[Stored items]
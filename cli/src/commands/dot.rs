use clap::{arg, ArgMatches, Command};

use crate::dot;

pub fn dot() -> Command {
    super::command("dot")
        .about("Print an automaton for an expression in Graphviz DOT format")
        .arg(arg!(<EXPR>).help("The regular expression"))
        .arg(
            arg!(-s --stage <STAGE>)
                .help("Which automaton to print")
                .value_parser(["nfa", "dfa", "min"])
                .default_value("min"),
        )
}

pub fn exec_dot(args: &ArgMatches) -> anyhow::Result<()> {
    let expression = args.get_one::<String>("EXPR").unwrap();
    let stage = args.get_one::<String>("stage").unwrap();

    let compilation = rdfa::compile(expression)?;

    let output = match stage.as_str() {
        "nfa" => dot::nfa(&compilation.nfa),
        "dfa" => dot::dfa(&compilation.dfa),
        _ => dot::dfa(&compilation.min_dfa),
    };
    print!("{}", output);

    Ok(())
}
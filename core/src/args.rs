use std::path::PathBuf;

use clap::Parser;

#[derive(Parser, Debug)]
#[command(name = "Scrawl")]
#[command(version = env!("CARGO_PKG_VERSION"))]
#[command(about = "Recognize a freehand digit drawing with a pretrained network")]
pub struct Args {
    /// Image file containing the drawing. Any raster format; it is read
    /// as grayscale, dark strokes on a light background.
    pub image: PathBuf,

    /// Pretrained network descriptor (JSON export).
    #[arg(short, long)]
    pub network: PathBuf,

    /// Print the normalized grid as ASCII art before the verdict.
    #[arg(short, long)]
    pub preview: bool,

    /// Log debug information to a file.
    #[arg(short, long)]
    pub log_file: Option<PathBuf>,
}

* * *

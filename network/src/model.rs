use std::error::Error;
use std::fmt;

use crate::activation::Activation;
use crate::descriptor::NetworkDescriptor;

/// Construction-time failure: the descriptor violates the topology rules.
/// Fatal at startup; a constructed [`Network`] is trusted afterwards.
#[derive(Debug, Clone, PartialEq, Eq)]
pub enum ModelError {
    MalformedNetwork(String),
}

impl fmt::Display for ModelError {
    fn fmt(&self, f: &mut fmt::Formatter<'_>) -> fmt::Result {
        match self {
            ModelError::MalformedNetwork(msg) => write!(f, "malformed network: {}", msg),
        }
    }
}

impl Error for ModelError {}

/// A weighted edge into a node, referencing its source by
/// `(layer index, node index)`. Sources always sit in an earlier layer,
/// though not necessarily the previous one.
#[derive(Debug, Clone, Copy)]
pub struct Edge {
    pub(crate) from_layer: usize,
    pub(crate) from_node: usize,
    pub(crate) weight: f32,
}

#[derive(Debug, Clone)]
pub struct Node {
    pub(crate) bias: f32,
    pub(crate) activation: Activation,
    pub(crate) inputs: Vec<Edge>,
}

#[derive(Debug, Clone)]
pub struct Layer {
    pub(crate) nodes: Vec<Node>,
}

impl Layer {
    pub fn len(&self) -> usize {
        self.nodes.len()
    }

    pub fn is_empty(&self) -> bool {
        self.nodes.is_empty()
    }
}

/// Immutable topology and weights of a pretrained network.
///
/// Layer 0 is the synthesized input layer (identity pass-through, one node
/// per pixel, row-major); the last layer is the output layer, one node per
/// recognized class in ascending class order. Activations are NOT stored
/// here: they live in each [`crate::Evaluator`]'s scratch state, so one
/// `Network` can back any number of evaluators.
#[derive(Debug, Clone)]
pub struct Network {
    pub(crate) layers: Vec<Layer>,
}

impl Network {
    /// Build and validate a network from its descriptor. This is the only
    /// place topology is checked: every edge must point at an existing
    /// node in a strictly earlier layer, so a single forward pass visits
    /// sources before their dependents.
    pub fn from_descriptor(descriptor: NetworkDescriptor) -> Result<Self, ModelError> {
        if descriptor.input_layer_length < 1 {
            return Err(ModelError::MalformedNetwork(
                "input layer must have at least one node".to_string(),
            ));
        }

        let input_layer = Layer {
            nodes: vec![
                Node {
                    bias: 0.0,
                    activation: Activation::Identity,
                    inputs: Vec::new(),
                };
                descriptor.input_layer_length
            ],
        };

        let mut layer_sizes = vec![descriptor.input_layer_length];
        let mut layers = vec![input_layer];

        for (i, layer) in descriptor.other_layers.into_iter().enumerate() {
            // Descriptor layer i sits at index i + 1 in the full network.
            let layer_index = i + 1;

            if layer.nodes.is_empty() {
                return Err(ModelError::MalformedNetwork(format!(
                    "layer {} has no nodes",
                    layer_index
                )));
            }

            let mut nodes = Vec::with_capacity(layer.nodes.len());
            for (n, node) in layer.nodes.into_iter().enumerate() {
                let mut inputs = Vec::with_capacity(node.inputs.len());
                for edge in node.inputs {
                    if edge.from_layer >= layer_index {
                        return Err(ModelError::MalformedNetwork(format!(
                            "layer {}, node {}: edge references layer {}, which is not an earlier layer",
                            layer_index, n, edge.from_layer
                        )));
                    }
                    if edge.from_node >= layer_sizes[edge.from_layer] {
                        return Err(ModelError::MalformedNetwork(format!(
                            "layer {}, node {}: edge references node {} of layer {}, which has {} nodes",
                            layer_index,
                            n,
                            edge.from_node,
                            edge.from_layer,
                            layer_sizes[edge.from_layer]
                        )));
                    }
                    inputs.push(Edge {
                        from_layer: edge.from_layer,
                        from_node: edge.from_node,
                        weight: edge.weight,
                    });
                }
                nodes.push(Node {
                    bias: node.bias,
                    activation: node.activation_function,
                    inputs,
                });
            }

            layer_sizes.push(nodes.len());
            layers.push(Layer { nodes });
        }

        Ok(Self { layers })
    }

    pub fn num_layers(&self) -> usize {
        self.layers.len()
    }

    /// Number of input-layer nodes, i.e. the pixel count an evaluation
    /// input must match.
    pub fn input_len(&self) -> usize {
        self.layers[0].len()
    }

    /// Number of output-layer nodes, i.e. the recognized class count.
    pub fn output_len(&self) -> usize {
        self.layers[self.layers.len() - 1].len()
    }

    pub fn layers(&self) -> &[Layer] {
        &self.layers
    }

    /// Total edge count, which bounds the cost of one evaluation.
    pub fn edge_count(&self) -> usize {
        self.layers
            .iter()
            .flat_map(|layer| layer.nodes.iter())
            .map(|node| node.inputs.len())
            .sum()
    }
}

---

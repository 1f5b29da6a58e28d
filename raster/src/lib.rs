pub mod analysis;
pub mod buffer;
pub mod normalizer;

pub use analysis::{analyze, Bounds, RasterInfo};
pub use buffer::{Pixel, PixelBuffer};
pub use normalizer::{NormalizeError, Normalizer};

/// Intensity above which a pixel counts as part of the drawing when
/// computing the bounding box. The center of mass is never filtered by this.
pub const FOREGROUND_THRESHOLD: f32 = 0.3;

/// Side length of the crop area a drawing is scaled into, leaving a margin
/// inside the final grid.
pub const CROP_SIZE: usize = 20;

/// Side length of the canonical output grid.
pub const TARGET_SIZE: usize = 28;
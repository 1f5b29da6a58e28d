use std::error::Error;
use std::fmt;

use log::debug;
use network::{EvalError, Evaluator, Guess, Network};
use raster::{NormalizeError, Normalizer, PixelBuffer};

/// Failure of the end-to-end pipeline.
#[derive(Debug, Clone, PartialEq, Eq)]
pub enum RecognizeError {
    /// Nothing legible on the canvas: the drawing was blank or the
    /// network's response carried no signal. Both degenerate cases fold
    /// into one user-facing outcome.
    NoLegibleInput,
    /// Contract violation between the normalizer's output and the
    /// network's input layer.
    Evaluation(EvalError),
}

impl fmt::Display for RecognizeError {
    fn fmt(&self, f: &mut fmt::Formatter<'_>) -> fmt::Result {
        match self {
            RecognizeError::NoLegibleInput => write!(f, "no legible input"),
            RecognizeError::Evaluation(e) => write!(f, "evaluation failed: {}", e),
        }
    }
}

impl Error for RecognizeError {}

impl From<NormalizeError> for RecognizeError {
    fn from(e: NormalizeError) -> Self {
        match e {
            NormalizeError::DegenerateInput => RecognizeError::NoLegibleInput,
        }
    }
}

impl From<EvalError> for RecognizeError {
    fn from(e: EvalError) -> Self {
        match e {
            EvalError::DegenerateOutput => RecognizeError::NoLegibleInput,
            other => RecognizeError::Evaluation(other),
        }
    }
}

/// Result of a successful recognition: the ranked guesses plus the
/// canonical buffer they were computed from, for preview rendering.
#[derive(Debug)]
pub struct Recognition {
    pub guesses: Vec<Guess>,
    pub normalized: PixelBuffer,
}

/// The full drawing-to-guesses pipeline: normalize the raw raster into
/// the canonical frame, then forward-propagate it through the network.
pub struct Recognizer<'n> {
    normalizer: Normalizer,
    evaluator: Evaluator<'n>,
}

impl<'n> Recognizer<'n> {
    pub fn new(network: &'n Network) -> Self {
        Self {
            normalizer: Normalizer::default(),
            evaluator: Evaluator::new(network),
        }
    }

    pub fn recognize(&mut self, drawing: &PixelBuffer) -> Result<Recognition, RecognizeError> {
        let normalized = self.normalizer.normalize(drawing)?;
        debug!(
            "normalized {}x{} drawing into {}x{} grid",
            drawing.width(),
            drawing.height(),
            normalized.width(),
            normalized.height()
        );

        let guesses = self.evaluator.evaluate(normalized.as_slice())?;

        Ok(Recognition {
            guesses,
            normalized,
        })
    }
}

**WHAT TO PRODUCE:**
Find the lines in the entries above where "EvalError" occurs, and copy each of them.

**TASK RESULT:**
use network::{EvalError, Evaluator, Guess, Network};
    Evaluation(EvalError),
impl From<EvalError> for RecognizeError {
    fn from(e: EvalError) -> Self {
            EvalError::DegenerateOutput => RecognizeError::NoLegibleInput,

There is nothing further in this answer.